*RECORDS FOR THE TASK*.

//! Credentials carried by every Pub/Sub call, and an OAuth 2.0 login to
//! obtain them.

use std::{env::VarError, fmt};

use secrecy::{ExposeSecret, SecretString};
use serde::Deserialize;
use tracing::debug;
use url::Url;

const ACCESS_TOKEN_ENV: &str = "PUBSUB_ACCESS_TOKEN";
const INSTANCE_URL_ENV: &str = "PUBSUB_INSTANCE_URL";
const TENANT_ID_ENV: &str = "PUBSUB_TENANT_ID";
const TOKEN_PATH: &str = "services/oauth2/token";

/// Session credentials for the Pub/Sub API.
#[derive(Clone)]
pub struct Credentials {
    /// Session or OAuth access token.
    pub access_token: SecretString,
    /// URL of the org instance, without a trailing slash.
    pub instance_url: String,
    /// Org id.
    pub tenant_id: String,
}

impl Credentials {
    pub fn new(
        access_token: impl Into<String>,
        instance_url: impl Into<String>,
        tenant_id: impl Into<String>,
    ) -> Self {
        Self {
            access_token: access_token.into().into(),
            instance_url: instance_url.into().trim_end_matches('/').to_string(),
            tenant_id: tenant_id.into(),
        }
    }

    /// Read credentials from `PUBSUB_ACCESS_TOKEN`, `PUBSUB_INSTANCE_URL` and
    /// `PUBSUB_TENANT_ID`.
    pub fn from_env() -> Result<Self, CredentialsError> {
        fn required(name: &'static str) -> Result<String, CredentialsError> {
            match std::env::var(name) {
                Ok(value) if !value.is_empty() => Ok(value),
                Ok(_) | Err(VarError::NotPresent) => Err(CredentialsError::Missing(name)),
                Err(VarError::NotUnicode(_)) => Err(CredentialsError::NotUnicode(name)),
            }
        }

        let instance_url = required(INSTANCE_URL_ENV)?;
        Url::parse(&instance_url)
            .map_err(|e| CredentialsError::InvalidInstanceUrl(e.to_string()))?;

        Ok(Self::new(
            required(ACCESS_TOKEN_ENV)?,
            instance_url,
            required(TENANT_ID_ENV)?,
        ))
    }
}

impl fmt::Debug for Credentials {
    fn fmt(&self, f: &mut fmt::Formatter<'_>) -> fmt::Result {
        f.debug_struct("Credentials")
            .field("access_token", &"***")
            .field("instance_url", &self.instance_url)
            .field("tenant_id", &self.tenant_id)
            .finish()
    }
}

#[derive(Debug, Clone, thiserror::Error)]
pub enum CredentialsError {
    #[error("{0} env var not set")]
    Missing(&'static str),
    #[error("{0} is not valid unicode")]
    NotUnicode(&'static str),
    #[error("invalid instance url: {0}")]
    InvalidInstanceUrl(String),
}

/// OAuth 2.0 grant used to obtain an access token.
#[derive(Debug, Clone)]
pub enum LoginGrant {
    /// Username-password flow. The password must have the security token
    /// appended when the caller's IP is not trusted by the org.
    Password {
        username: String,
        password: SecretString,
    },
    /// Client credentials flow for a connected app with a run-as user.
    ClientCredentials,
}

#[derive(Debug, Clone)]
pub struct LoginConfig {
    /// Login host, e.g. `https://login.salesforce.com` or a My Domain URL.
    pub login_url: Url,
    pub client_id: String,
    pub client_secret: SecretString,
    pub grant: LoginGrant,
}

impl LoginConfig {
    pub fn new(
        login_url: Url,
        client_id: impl Into<String>,
        client_secret: impl Into<String>,
        grant: LoginGrant,
    ) -> Self {
        Self {
            login_url,
            client_id: client_id.into(),
            client_secret: client_secret.into().into(),
            grant,
        }
    }
}

#[derive(Debug, thiserror::Error)]
pub enum LoginError {
    #[error("login rejected: {error}: {description}")]
    Rejected { error: String, description: String },
    #[error("unexpected login response status {0}")]
    Status(http::StatusCode),
    #[error("invalid login response: {0}")]
    InvalidResponse(String),
    #[error(transparent)]
    Http(#[from] reqwest::Error),
    #[error(transparent)]
    Url(#[from] url::ParseError),
}

#[derive(Debug, Deserialize)]
struct TokenResponse {
    access_token: String,
    instance_url: String,
    /// Identity URL, `https://<host>/id/<org id>/<user id>`.
    id: String,
}

#[derive(Debug, Deserialize)]
struct TokenErrorResponse {
    error: String,
    #[serde(default)]
    error_description: String,
}

/// Exchange OAuth credentials for Pub/Sub credentials.
pub async fn login(config: &LoginConfig) -> Result<Credentials, LoginError> {
    login_with(&reqwest::Client::new(), config).await
}

pub async fn login_with(
    http: &reqwest::Client,
    config: &LoginConfig,
) -> Result<Credentials, LoginError> {
    let url = config.login_url.join(TOKEN_PATH)?;

    let mut form = vec![
        ("client_id", config.client_id.as_str()),
        ("client_secret", config.client_secret.expose_secret()),
    ];
    match &config.grant {
        LoginGrant::Password { username, password } => {
            form.push(("grant_type", "password"));
            form.push(("username", username.as_str()));
            form.push(("password", password.expose_secret()));
        }
        LoginGrant::ClientCredentials => form.push(("grant_type", "client_credentials")),
    }

    debug!(%url, "requesting access token");
    let response = http.post(url).form(&form).send().await?;
    let status = response.status();
    let body = response.bytes().await?;

    if !status.is_success() {
        return Err(match serde_json::from_slice::<TokenErrorResponse>(&body) {
            Ok(err) => LoginError::Rejected {
                error: err.error,
                description: err.error_description,
            },
            Err(_) => LoginError::Status(status),
        });
    }

    let token: TokenResponse = serde_json::from_slice(&body)
        .map_err(|e| LoginError::InvalidResponse(e.to_string()))?;
    let tenant_id = tenant_id_from_identity_url(&token.id)?;
    debug!(instance_url = %token.instance_url, %tenant_id, "logged in");

    Ok(Credentials::new(
        token.access_token,
        token.instance_url,
        tenant_id,
    ))
}

fn tenant_id_from_identity_url(id: &str) -> Result<String, LoginError> {
    let url = Url::parse(id)?;
    let mut segments = url
        .path_segments()
        .ok_or_else(|| LoginError::InvalidResponse(format!("identity url has no path: {id}")))?;
    match (segments.next(), segments.next(), segments.next()) {
        (Some("id"), Some(org_id), Some(_user_id)) if !org_id.is_empty() => Ok(org_id.to_string()),
        _ => Err(LoginError::InvalidResponse(format!(
            "unexpected identity url: {id}"
        ))),
    }
}

#[cfg(test)]
mod tests {
    use tokio::{
        io::{AsyncReadExt, AsyncWriteExt},
        net::{TcpListener, TcpStream},
        task::JoinHandle,
    };

    use super::*;

    /// Answers a single HTTP request with `status` and `body`, returning the
    /// raw request it received.
    async fn serve_once(status: &'static str, body: &'static str) -> (Url, JoinHandle<String>) {
        let listener = TcpListener::bind("127.0.0.1:0").await.unwrap();
        let addr = listener.local_addr().unwrap();
        let handle = tokio::spawn(async move {
            let (mut socket, _) = listener.accept().await.unwrap();
            let request = read_request(&mut socket).await;
            let response = format!(
                "HTTP/1.1 {status}\r\ncontent-type: application/json\r\n\
                 content-length: {}\r\nconnection: close\r\n\r\n{body}",
                body.len()
            );
            socket.write_all(response.as_bytes()).await.unwrap();
            socket.shutdown().await.unwrap();
            request
        });
        (Url::parse(&format!("http://{addr}/")).unwrap(), handle)
    }

    async fn read_request(socket: &mut TcpStream) -> String {
        let mut request = Vec::new();
        let mut chunk = [0; 1024];
        loop {
            let n = socket.read(&mut chunk).await.unwrap();
            if n == 0 {
                break;
            }
            request.extend_from_slice(&chunk[..n]);

            let text = String::from_utf8_lossy(&request);
            if let Some(end) = text.find("\r\n\r\n") {
                let content_length = text[..end]
                    .lines()
                    .filter_map(|line| line.split_once(':'))
                    .find(|(name, _)| name.eq_ignore_ascii_case("content-length"))
                    .and_then(|(_, value)| value.trim().parse::<usize>().ok())
                    .unwrap_or(0);
                if request.len() >= end + 4 + content_length {
                    break;
                }
            }
        }
        String::from_utf8(request).unwrap()
    }

    fn password_login(login_url: Url) -> LoginConfig {
        LoginConfig::new(
            login_url,
            "client-id",
            "client-secret",
            LoginGrant::Password {
                username: "integration@acme.com".into(),
                password: "hunter2".to_string().into(),
            },
        )
    }

    #[tokio::test]
    async fn login_returns_credentials() {
        let (url, server) = serve_once(
            "200 OK",
            r#"{
                "access_token": "00D!AQ",
                "instance_url": "https://acme.my.salesforce.com/",
                "id": "https://login.salesforce.com/id/00D000000000001/005000000000001"
            }"#,
        )
        .await;

        let credentials = login(&password_login(url)).await.unwrap();
        assert_eq!(credentials.access_token.expose_secret(), "00D!AQ");
        assert_eq!(credentials.instance_url, "https://acme.my.salesforce.com");
        assert_eq!(credentials.tenant_id, "00D000000000001");

        let request = server.await.unwrap();
        assert!(request.starts_with("POST /services/oauth2/token "));
        assert!(request.contains("grant_type=password"));
        assert!(request.contains("client_id=client-id"));
        assert!(request.contains("username=integration%40acme.com"));
    }

    #[tokio::test]
    async fn rejected_logins_carry_the_server_error() {
        let (url, _server) = serve_once(
            "400 Bad Request",
            r#"{"error": "invalid_grant", "error_description": "authentication failure"}"#,
        )
        .await;

        let err = login(&password_login(url)).await.unwrap_err();
        assert!(matches!(
            err,
            LoginError::Rejected { error, description }
                if error == "invalid_grant" && description == "authentication failure"
        ));
    }

    #[tokio::test]
    async fn unexpected_responses_report_the_status() {
        let (url, _server) = serve_once("500 Internal Server Error", "oops").await;

        let err = login(&password_login(url)).await.unwrap_err();
        assert!(matches!(
            err,
            LoginError::Status(status) if status == http::StatusCode::INTERNAL_SERVER_ERROR
        ));
    }

    #[test]
    fn tenant_id_is_read_from_identity_url() {
        let tenant_id = tenant_id_from_identity_url(
            "https://login.salesforce.com/id/00D5e000000XXXXEAA/0055e000001YYYYAAA",
        )
        .unwrap();
        assert_eq!(tenant_id, "00D5e000000XXXXEAA");

        assert!(tenant_id_from_identity_url("https://login.salesforce.com/id/").is_err());
        assert!(tenant_id_from_identity_url("https://login.salesforce.com/other/a/b").is_err());
        assert!(tenant_id_from_identity_url("not a url").is_err());
    }

    #[test]
    fn instance_url_trailing_slash_is_trimmed() {
        let credentials = Credentials::new("t", "https://acme.my.salesforce.com/", "00D");
        assert_eq!(credentials.instance_url, "https://acme.my.salesforce.com");
    }

    #[test]
    fn debug_hides_access_token() {
        let credentials = Credentials::new("very-secret", "https://acme.my.salesforce.com", "00D");
        let debug = format!("{credentials:?}");
        assert!(!debug.contains("very-secret"));
        assert!(debug.contains("00D"));
    }

    #[test]
    fn token_responses_deserialize() {
        let token: TokenResponse = serde_json::from_str(
            r#"{
                "access_token": "00D!AQ",
                "instance_url": "https://acme.my.salesforce.com",
                "id": "https://login.salesforce.com/id/00D000000000001/005000000000001",
                "token_type": "Bearer",
                "issued_at": "1700000000000"
            }"#,
        )
        .unwrap();
        assert_eq!(token.access_token, "00D!AQ");

        let err: TokenErrorResponse =
            serde_json::from_str(r#"{"error": "invalid_grant"}"#).unwrap();
        assert_eq!(err.error, "invalid_grant");
        assert!(err.error_description.is_empty());
    }
}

*WHAT YOU NEED TO DO*. Scan the records above and tell how many lines include the word "static"; the number is all that should be written.

*TASK ANSWER*. 4